## Assignment
Among the entries below, one stretch runs from the line that contains "let payload_len = frame.class.payload_len();" through the line that contains "bytes.put_u8(frame.subtype);". Repeat that stretch exactly, ends included, and only that.

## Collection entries
- - - -
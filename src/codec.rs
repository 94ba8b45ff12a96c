//! Frame codec for the vehicle link.
//!
//! Wire layout (little-endian):
//!
//! ```text
//! [magic 2][class 1][subtype 1][source 2][target 2][payload N][counter 1][crc8 1]
//! ```
//!
//! `N` is fixed per message class (see [`MsgClass::payload_len`]). The CRC8
//! covers every byte before it, magic included.

use bytes::{Buf, BufMut, BytesMut};
use tracing::trace;

use crate::channel::ChannelState;

/// Two-byte frame preamble
pub const MAGIC: [u8; 2] = [0xEB, 0x90];

/// Bytes before the payload: magic, class, subtype, source, target
pub const HEADER_LEN: usize = 8;

/// Bytes after the payload: rolling counter, CRC8
pub const TRAILER_LEN: usize = 2;

/// Header plus trailer
pub const FRAME_OVERHEAD: usize = HEADER_LEN + TRAILER_LEN;

const CLASS_OFFSET: usize = 2;

/// Largest frame any message class can produce
pub const MAX_FRAME_LEN: usize = FRAME_OVERHEAD + MsgClass::MAX_PAYLOAD_LEN;

/// Message classes and their fixed payload sizes.
#[derive(Debug, Clone, Copy, PartialEq, Eq, Hash)]
#[repr(u8)]
pub enum MsgClass {
    InfoSlot = 0x01,
    GeneralStatus = 0x02,
    PositionVelocityTime = 0x03,
    Attitude = 0x04,
    GeneralData = 0x05,
    VehicleCommand = 0x10,
    ParamCommand = 0x11,
    BankCommand = 0x12,
    PayloadCommand = 0x13,
    RemoteControlCommand = 0x14,
    CommCommand = 0x15,
    OrganizeCommand = 0x16,
    InfoSlotAck = 0x81,
    VehicleAck = 0x90,
    ParamAck = 0x91,
    BankAck = 0x92,
    PayloadAck = 0x93,
    RemoteControlAck = 0x94,
    CommAck = 0x95,
    OrganizeAck = 0x96,
}

impl MsgClass {
    pub const ALL: [MsgClass; 20] = [
        Self::InfoSlot,
        Self::GeneralStatus,
        Self::PositionVelocityTime,
        Self::Attitude,
        Self::GeneralData,
        Self::VehicleCommand,
        Self::ParamCommand,
        Self::BankCommand,
        Self::PayloadCommand,
        Self::RemoteControlCommand,
        Self::CommCommand,
        Self::OrganizeCommand,
        Self::InfoSlotAck,
        Self::VehicleAck,
        Self::ParamAck,
        Self::BankAck,
        Self::PayloadAck,
        Self::RemoteControlAck,
        Self::CommAck,
        Self::OrganizeAck,
    ];

    pub const MAX_PAYLOAD_LEN: usize = 74;

    /// Look up a class from its wire id. Unknown ids cannot be sized.
    pub fn from_id(id: u8) -> Option<Self> {
        Self::ALL.iter().copied().find(|class| class.id() == id)
    }

    pub fn id(self) -> u8 {
        self as u8
    }

    /// Payload size declared for this class
    pub fn payload_len(self) -> usize {
        match self {
            Self::InfoSlot => crate::contracts::InfoSlot::WIRE_LEN,
            Self::GeneralStatus => 40,
            Self::PositionVelocityTime => 56,
            Self::Attitude => 28,
            Self::GeneralData => 64,
            Self::VehicleCommand => 16,
            Self::ParamCommand => 24,
            Self::BankCommand => 24,
            Self::PayloadCommand => 16,
            Self::RemoteControlCommand => 20,
            Self::CommCommand => 16,
            Self::OrganizeCommand => 16,
            Self::InfoSlotAck => 8,
            Self::BankAck => 32,
            Self::VehicleAck
            | Self::ParamAck
            | Self::PayloadAck
            | Self::RemoteControlAck
            | Self::CommAck
            | Self::OrganizeAck => 16,
        }
    }

    /// Total encoded size of a frame of this class
    pub fn frame_len(self) -> usize {
        FRAME_OVERHEAD + self.payload_len()
    }
}

/// Subtypes within [`MsgClass::BankCommand`] and [`MsgClass::BankAck`].
#[derive(Debug, Clone, Copy, PartialEq, Eq, Hash)]
#[repr(u8)]
pub enum BankSubtype {
    QueryAllBanks = 0x01,
    QuerySingleBank = 0x02,
    SetSingleBank = 0x03,
    RefactorInfoSlot = 0x04,
    QuerySingleInfoSlot = 0x05,
    EnableBankAutoSwitch = 0x06,
    WaypointAutoSwitch = 0x07,
    Error = 0xEE,
}

impl BankSubtype {
    pub fn from_u8(value: u8) -> Option<Self> {
        Some(match value {
            0x01 => Self::QueryAllBanks,
            0x02 => Self::QuerySingleBank,
            0x03 => Self::SetSingleBank,
            0x04 => Self::RefactorInfoSlot,
            0x05 => Self::QuerySingleInfoSlot,
            0x06 => Self::EnableBankAutoSwitch,
            0x07 => Self::WaypointAutoSwitch,
            0xEE => Self::Error,
            _ => return None,
        })
    }

    pub fn as_u8(self) -> u8 {
        self as u8
    }
}

/// Upload of one info-slot (ground to device), also used for the write ack
pub const SLOT_SET: u8 = 0x01;

/// Info-slot answer to a Query-Single-InfoSlot (device to ground)
pub const SLOT_REPORT: u8 = 0x02;

const CRC8_POLY_REFLECTED: u8 = 0xE0;

const fn build_crc8_table() -> [u8; 256] {
    let mut table = [0u8; 256];
    let mut i = 0;
    while i < 256 {
        let mut crc = i as u8;
        let mut bit = 0;
        while bit < 8 {
            crc = if crc & 1 != 0 {
                (crc >> 1) ^ CRC8_POLY_REFLECTED
            } else {
                crc >> 1
            };
            bit += 1;
        }
        table[i] = crc;
        i += 1;
    }
    table
}

static CRC8_TABLE: [u8; 256] = build_crc8_table();

/// Reflected table-driven CRC8, init 0xFF, xorout 0xFF.
pub fn crc8(data: &[u8]) -> u8 {
    let crc = data
        .iter()
        .fold(0xFFu8, |crc, &byte| CRC8_TABLE[(crc ^ byte) as usize]);
    crc ^ 0xFF
}

/// One protocol message.
#[derive(Debug, Clone, PartialEq, Eq)]
pub struct Frame {
    pub class: MsgClass,
    pub subtype: u8,
    pub source_id: u16,
    pub target_id: u16,
    /// Always exactly `class.payload_len()` bytes
    pub payload: Vec<u8>,
    /// Rolling counter, assigned at encode time
    pub sequence: u8,
    /// CRC8 as seen on the wire, assigned at encode time
    pub checksum: u8,
}

impl Frame {
    /// Build a frame, zero-padding or truncating `payload` to the class size.
    pub fn new(
        class: MsgClass,
        subtype: u8,
        source_id: u16,
        target_id: u16,
        mut payload: Vec<u8>,
    ) -> Self {
        payload.resize(class.payload_len(), 0);
        Self {
            class,
            subtype,
            source_id,
            target_id,
            payload,
            sequence: 0,
            checksum: 0,
        }
    }

    /// `(class, subtype)` dispatch key
    pub fn key(&self) -> (MsgClass, u8) {
        (self.class, self.subtype)
    }

    /// `raw` is one CRC-checked frame of exactly `class.frame_len()` bytes.
    fn parse(mut raw: &[u8], class: MsgClass) -> Self {
        raw.advance(CLASS_OFFSET + 1);
        let subtype = raw.get_u8();
        let source_id = raw.get_u16_le();
        let target_id = raw.get_u16_le();
        let payload = raw[..class.payload_len()].to_vec();
        raw.advance(class.payload_len());
        Self {
            class,
            subtype,
            source_id,
            target_id,
            payload,
            sequence: raw.get_u8(),
            checksum: raw.get_u8(),
        }
    }
}

/// Encode `frame` with an explicit counter value.
pub fn encode_with_sequence(frame: &Frame, sequence: u8) -> Vec<u8> {
    let payload_len = frame.class.payload_len();
    let mut bytes = BytesMut::with_capacity(FRAME_OVERHEAD + payload_len);
    bytes.put_slice(&MAGIC);
    bytes.put_u8(frame.class.id());
    bytes.put_u8(frame.subtype);
    bytes.put_u16_le(frame.source_id);
    bytes.put_u16_le(frame.target_id);

    let copied = frame.payload.len().min(payload_len);
    bytes.put_slice(&frame.payload[..copied]);
    bytes.put_bytes(0, payload_len - copied);

    bytes.put_u8(sequence);
    let crc = crc8(&bytes);
    bytes.put_u8(crc);
    Vec::from(bytes)
}

/// Encode `frame`, stamping it with the channel's next rolling counter.
pub fn encode(frame: &Frame, channel: &mut ChannelState) -> Vec<u8> {
    encode_with_sequence(frame, channel.next_sequence())
}

/// Accumulation buffer for one channel's inbound bytes.
#[derive(Debug, Clone)]
pub struct FrameBuffer {
    data: BytesMut,
    capacity: usize,
}

impl FrameBuffer {
    /// `capacity` is raised to [`MAX_FRAME_LEN`] if smaller.
    pub fn with_capacity(capacity: usize) -> Self {
        let capacity = capacity.max(MAX_FRAME_LEN);
        Self {
            data: BytesMut::with_capacity(capacity),
            capacity,
        }
    }

    /// Bytes held back waiting for the rest of a frame
    pub fn pending(&self) -> usize {
        self.data.len()
    }

    pub fn capacity(&self) -> usize {
        self.capacity
    }

    pub fn clear(&mut self) {
        self.data.clear();
    }
}

/// Append `bytes` to `buffer` and pull out every complete, valid frame.
///
/// A partial frame at the end of the buffer is kept for the next call. A
/// candidate whose CRC does not match is treated as a false magic and the
/// scan resumes one byte later.
pub fn decode(buffer: &mut FrameBuffer, mut bytes: &[u8]) -> Vec<Frame> {
    let mut frames = Vec::new();
    loop {
        let room = buffer.capacity - buffer.data.len();
        let take = room.min(bytes.len());
        buffer.data.extend_from_slice(&bytes[..take]);
        bytes = &bytes[take..];

        scan(buffer, &mut frames);

        if bytes.is_empty() {
            return frames;
        }
    }
}

fn scan(buffer: &mut FrameBuffer, frames: &mut Vec<Frame>) {
    let data = &buffer.data[..];
    let mut cursor = 0;

    while cursor + MAGIC.len() <= data.len() {
        if data[cursor..cursor + MAGIC.len()] != MAGIC {
            cursor += 1;
            continue;
        }

        let Some(&class_id) = data.get(cursor + CLASS_OFFSET) else {
            break;
        };
        let Some(class) = MsgClass::from_id(class_id) else {
            cursor += 1;
            continue;
        };

        let frame_len = class.frame_len();
        if data.len() - cursor < frame_len {
            break;
        }

        let candidate = &data[cursor..cursor + frame_len];
        let expected = crc8(&candidate[..frame_len - 1]);
        if expected != candidate[frame_len - 1] {
            trace!(
                offset = cursor,
                class = class_id,
                "crc mismatch, resynchronizing"
            );
            cursor += 1;
            continue;
        }

        frames.push(Frame::parse(candidate, class));
        cursor += frame_len;
    }

    buffer.data.advance(cursor);
}

#[cfg(test)]
mod tests {
    use super::*;

    fn bank_query() -> Frame {
        Frame::new(
            MsgClass::BankCommand,
            BankSubtype::QueryAllBanks.as_u8(),
            0x00FE,
            0x0001,
            vec![],
        )
    }

    #[test]
    fn test_crc8_known_properties() {
        assert_eq!(crc8(&[]), 0x00);
        let a = crc8(b"123456789");
        let b = crc8(b"123456788");
        assert_ne!(a, b);
    }

    #[test]
    fn test_encode_layout() {
        let bytes = encode_with_sequence(&bank_query(), 7);
        assert_eq!(bytes.len(), MsgClass::BankCommand.frame_len());
        assert_eq!(&bytes[..2], &MAGIC);
        assert_eq!(bytes[2], 0x12);
        assert_eq!(bytes[3], 0x01);
        assert_eq!(&bytes[4..6], &[0xFE, 0x00]);
        assert_eq!(&bytes[6..8], &[0x01, 0x00]);
        assert_eq!(bytes[bytes.len() - 2], 7);
        assert_eq!(bytes[bytes.len() - 1], crc8(&bytes[..bytes.len() - 1]));
    }

    #[test]
    fn test_payload_padded_and_truncated() {
        let short = Frame::new(MsgClass::InfoSlotAck, SLOT_SET, 1, 2, vec![1, 2]);
        assert_eq!(short.payload, vec![1, 2, 0, 0, 0, 0, 0, 0]);
        let long = Frame::new(MsgClass::InfoSlotAck, SLOT_SET, 1, 2, vec![9; 20]);
        assert_eq!(long.payload.len(), 8);
    }

    #[test]
    fn test_decode_single_frame() {
        let frame = bank_query();
        let bytes = encode_with_sequence(&frame, 3);
        let mut buffer = FrameBuffer::with_capacity(256);
        let frames = decode(&mut buffer, &bytes);
        assert_eq!(frames.len(), 1);
        assert_eq!(frames[0].key(), frame.key());
        assert_eq!(frames[0].sequence, 3);
        assert_eq!(buffer.pending(), 0);
    }

    #[test]
    fn test_decode_waits_for_split_frame() {
        let bytes = encode_with_sequence(&bank_query(), 0);
        let mut buffer = FrameBuffer::with_capacity(256);
        assert!(decode(&mut buffer, &bytes[..5]).is_empty());
        assert_eq!(buffer.pending(), 5);
        let frames = decode(&mut buffer, &bytes[5..]);
        assert_eq!(frames.len(), 1);
    }

    #[test]
    fn test_decode_skips_garbage_and_unknown_class() {
        let mut stream = vec![0x00, 0xEB, 0x90, 0x7F, 0x13];
        stream.extend(encode_with_sequence(&bank_query(), 1));
        let mut buffer = FrameBuffer::with_capacity(256);
        let frames = decode(&mut buffer, &stream);
        assert_eq!(frames.len(), 1);
        assert_eq!(frames[0].sequence, 1);
    }

    #[test]
    fn test_decode_input_larger_than_buffer() {
        let mut stream = Vec::new();
        for seq in 0..40u8 {
            stream.extend(encode_with_sequence(&bank_query(), seq));
        }
        let mut buffer = FrameBuffer::with_capacity(0);
        assert_eq!(buffer.capacity(), MAX_FRAME_LEN);
        let frames = decode(&mut buffer, &stream);
        assert_eq!(frames.len(), 40);
        assert_eq!(frames[39].sequence, 39);
    }

    #[test]
    fn test_every_class_has_unique_id() {
        for class in MsgClass::ALL {
            assert_eq!(MsgClass::from_id(class.id()), Some(class));
            assert!(class.payload_len() <= MsgClass::MAX_PAYLOAD_LEN);
        }
    }
}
- - - -
## Task output
    let payload_len = frame.class.payload_len();
    let mut bytes = BytesMut::with_capacity(FRAME_OVERHEAD + payload_len);
    bytes.put_slice(&MAGIC);
    bytes.put_u8(frame.class.id());
    bytes.put_u8(frame.subtype);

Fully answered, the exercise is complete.